Work request: In the records below, begin at the line that has "Duration, tags: &[String])" and stop after the line that has "ON CONFLICT(key) DO UPDATE SET"; quote those lines verbatim and nothing more.

Collected data entries:
※

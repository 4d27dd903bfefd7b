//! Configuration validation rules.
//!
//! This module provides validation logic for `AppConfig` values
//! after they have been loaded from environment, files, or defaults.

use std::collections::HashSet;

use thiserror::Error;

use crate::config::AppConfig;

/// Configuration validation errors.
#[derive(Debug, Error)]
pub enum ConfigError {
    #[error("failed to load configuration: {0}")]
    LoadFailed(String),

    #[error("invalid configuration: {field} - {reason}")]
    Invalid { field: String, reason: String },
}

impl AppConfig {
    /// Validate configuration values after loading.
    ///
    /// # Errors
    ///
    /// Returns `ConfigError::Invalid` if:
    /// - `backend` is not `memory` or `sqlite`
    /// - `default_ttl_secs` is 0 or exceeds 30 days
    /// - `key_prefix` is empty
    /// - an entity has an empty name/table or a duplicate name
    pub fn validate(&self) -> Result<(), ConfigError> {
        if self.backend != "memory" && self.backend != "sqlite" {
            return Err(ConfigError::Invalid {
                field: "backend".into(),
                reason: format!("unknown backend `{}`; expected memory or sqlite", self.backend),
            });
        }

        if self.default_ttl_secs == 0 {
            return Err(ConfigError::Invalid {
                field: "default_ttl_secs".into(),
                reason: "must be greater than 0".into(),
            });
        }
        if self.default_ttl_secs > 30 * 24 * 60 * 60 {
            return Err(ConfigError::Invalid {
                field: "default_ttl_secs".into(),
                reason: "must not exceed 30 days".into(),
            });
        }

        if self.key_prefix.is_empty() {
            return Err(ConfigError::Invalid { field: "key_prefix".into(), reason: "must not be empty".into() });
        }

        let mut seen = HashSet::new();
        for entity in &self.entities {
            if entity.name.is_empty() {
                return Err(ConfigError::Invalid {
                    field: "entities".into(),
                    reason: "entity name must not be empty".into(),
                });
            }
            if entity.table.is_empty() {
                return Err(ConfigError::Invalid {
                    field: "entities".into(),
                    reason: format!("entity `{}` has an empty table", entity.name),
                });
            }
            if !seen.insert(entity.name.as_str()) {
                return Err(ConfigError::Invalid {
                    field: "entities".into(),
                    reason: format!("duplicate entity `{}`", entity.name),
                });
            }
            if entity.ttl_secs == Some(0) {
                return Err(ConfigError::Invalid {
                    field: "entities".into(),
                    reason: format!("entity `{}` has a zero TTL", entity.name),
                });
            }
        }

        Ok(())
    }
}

※

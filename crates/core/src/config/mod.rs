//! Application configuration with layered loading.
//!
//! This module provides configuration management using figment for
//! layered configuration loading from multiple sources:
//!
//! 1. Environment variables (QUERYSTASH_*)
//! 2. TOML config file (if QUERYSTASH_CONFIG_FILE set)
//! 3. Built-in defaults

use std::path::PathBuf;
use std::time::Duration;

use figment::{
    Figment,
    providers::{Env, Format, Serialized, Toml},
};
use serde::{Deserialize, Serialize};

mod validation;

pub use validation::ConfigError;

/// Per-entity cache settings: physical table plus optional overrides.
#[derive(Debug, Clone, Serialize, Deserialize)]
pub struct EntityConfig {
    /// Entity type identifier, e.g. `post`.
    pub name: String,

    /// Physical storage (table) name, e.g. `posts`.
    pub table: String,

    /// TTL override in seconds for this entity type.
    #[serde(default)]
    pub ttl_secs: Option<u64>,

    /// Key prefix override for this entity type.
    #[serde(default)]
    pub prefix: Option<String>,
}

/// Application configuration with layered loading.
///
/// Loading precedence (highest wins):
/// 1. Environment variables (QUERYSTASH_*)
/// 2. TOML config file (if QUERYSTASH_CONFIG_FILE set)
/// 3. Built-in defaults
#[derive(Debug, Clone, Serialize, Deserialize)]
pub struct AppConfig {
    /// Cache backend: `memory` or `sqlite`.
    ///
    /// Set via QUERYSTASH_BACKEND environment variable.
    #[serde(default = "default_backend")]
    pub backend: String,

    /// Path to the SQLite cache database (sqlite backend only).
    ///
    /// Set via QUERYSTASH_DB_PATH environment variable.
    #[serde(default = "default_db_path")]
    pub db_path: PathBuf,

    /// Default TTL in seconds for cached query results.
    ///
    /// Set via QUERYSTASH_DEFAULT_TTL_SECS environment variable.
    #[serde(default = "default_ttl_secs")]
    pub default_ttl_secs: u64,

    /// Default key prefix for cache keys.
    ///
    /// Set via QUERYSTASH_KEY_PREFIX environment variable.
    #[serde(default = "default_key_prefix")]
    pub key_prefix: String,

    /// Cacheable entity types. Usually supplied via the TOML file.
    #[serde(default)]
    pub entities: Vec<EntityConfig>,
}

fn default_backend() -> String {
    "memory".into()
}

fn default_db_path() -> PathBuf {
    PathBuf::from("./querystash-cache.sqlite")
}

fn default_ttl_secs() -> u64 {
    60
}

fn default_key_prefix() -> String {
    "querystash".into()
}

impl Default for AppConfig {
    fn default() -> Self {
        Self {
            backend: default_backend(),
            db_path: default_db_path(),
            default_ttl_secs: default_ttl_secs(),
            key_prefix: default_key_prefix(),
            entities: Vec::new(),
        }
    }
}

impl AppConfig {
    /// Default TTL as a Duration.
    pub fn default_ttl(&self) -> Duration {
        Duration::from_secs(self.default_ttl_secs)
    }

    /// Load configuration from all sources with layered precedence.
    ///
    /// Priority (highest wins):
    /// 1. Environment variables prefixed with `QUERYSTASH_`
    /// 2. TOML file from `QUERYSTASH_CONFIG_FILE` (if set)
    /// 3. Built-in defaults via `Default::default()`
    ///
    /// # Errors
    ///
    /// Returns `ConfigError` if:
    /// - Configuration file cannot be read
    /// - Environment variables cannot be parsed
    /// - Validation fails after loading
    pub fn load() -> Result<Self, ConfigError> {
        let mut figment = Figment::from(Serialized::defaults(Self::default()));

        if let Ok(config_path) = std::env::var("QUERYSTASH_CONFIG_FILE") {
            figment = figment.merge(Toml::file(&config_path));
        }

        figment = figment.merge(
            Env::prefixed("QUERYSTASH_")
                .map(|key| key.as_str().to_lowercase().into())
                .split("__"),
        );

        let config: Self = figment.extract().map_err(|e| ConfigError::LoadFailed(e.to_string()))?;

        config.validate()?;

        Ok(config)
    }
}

※

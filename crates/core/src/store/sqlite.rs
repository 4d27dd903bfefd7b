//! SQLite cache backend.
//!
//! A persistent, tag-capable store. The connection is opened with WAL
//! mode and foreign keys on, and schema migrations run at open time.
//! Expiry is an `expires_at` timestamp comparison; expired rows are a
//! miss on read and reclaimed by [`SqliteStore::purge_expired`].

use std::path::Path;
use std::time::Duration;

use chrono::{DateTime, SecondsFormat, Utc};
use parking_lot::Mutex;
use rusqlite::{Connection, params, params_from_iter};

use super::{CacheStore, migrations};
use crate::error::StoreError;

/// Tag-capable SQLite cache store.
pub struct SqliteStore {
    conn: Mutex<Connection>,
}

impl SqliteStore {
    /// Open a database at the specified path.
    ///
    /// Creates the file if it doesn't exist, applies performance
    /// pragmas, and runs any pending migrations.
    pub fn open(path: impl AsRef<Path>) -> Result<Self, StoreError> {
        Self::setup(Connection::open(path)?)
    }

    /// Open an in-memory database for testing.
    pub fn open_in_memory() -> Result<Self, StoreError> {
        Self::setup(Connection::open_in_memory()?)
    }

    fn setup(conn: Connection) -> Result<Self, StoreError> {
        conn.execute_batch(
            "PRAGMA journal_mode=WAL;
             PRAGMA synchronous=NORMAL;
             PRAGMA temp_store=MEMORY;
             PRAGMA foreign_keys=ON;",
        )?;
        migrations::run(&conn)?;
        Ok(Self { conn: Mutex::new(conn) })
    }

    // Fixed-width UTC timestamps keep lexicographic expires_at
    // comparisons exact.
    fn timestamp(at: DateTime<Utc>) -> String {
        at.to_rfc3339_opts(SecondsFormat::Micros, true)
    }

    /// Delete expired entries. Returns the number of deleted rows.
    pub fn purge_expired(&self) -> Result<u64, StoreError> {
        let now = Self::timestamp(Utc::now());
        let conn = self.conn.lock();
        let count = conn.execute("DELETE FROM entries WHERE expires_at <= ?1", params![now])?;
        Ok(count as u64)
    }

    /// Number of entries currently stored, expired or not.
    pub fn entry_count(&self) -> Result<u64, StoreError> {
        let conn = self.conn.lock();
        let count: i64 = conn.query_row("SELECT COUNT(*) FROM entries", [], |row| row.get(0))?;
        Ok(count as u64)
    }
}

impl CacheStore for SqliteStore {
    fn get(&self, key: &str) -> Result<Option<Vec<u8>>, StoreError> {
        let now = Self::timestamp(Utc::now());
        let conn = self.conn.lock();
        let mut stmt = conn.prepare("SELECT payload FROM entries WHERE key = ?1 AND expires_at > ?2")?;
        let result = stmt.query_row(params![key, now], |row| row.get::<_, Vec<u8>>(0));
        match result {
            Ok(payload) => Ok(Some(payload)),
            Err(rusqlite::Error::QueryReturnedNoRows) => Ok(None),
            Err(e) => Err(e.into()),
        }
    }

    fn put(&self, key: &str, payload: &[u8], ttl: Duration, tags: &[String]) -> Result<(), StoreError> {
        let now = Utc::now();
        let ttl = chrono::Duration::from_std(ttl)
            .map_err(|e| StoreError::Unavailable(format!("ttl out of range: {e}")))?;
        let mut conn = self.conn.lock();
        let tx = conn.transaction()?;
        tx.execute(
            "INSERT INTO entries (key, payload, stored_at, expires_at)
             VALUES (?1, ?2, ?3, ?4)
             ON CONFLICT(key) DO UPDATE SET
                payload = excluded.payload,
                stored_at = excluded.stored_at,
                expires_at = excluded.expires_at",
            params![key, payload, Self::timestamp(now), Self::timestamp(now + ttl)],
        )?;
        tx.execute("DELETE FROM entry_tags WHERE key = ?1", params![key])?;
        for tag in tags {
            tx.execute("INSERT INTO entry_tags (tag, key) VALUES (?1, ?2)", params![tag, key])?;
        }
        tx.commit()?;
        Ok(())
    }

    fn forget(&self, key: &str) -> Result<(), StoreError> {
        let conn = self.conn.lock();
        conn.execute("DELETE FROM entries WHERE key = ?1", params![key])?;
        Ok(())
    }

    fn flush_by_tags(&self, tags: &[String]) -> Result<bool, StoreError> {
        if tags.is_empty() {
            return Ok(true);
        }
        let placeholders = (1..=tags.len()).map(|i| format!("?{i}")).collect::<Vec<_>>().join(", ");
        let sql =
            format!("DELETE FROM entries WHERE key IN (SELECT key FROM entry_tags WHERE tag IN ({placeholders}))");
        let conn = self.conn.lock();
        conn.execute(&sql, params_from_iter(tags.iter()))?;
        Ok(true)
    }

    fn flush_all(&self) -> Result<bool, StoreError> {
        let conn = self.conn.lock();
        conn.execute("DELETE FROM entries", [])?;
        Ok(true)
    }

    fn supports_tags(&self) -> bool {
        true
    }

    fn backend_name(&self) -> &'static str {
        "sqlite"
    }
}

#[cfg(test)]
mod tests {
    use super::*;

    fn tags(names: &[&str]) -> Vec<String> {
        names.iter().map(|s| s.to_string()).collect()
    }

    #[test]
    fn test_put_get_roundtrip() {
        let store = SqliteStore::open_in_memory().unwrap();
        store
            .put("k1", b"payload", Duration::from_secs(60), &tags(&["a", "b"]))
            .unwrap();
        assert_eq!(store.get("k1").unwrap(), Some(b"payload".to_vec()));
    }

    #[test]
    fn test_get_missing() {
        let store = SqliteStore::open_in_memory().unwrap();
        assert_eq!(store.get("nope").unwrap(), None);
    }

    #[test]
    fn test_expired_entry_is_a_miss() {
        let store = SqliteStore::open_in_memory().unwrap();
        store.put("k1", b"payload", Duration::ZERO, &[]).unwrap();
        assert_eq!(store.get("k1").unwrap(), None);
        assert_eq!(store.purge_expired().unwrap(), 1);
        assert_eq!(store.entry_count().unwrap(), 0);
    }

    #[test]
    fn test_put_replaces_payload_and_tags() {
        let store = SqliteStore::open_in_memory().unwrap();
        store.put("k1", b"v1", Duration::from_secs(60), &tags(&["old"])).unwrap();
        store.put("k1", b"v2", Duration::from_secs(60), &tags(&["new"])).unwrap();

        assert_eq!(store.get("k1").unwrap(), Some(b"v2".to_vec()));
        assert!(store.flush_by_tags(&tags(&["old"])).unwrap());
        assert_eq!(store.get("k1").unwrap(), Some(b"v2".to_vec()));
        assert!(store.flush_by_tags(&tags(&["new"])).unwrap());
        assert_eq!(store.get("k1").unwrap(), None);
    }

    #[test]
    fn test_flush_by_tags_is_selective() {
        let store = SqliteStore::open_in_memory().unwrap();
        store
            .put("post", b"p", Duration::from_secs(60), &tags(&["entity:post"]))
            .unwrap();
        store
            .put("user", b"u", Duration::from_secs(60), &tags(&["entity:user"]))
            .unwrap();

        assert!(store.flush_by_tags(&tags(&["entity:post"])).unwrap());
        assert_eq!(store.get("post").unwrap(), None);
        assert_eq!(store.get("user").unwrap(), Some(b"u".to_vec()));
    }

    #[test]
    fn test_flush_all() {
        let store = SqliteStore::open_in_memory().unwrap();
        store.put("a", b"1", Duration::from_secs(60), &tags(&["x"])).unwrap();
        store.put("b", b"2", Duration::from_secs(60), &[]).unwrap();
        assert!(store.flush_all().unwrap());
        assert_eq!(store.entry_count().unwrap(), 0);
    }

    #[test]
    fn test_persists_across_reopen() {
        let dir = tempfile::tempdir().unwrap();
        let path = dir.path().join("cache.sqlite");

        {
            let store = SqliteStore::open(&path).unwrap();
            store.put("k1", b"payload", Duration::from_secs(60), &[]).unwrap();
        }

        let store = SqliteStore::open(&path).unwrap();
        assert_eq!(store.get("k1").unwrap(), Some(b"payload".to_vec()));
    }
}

※

Your solution:
    fn put(&self, key: &str, payload: &[u8], ttl: Duration, tags: &[String]) -> Result<(), StoreError> {
        let now = Utc::now();
        let ttl = chrono::Duration::from_std(ttl)
            .map_err(|e| StoreError::Unavailable(format!("ttl out of range: {e}")))?;
        let mut conn = self.conn.lock();
        let tx = conn.transaction()?;
        tx.execute(
            "INSERT INTO entries (key, payload, stored_at, expires_at)
             VALUES (?1, ?2, ?3, ?4)
             ON CONFLICT(key) DO UPDATE SET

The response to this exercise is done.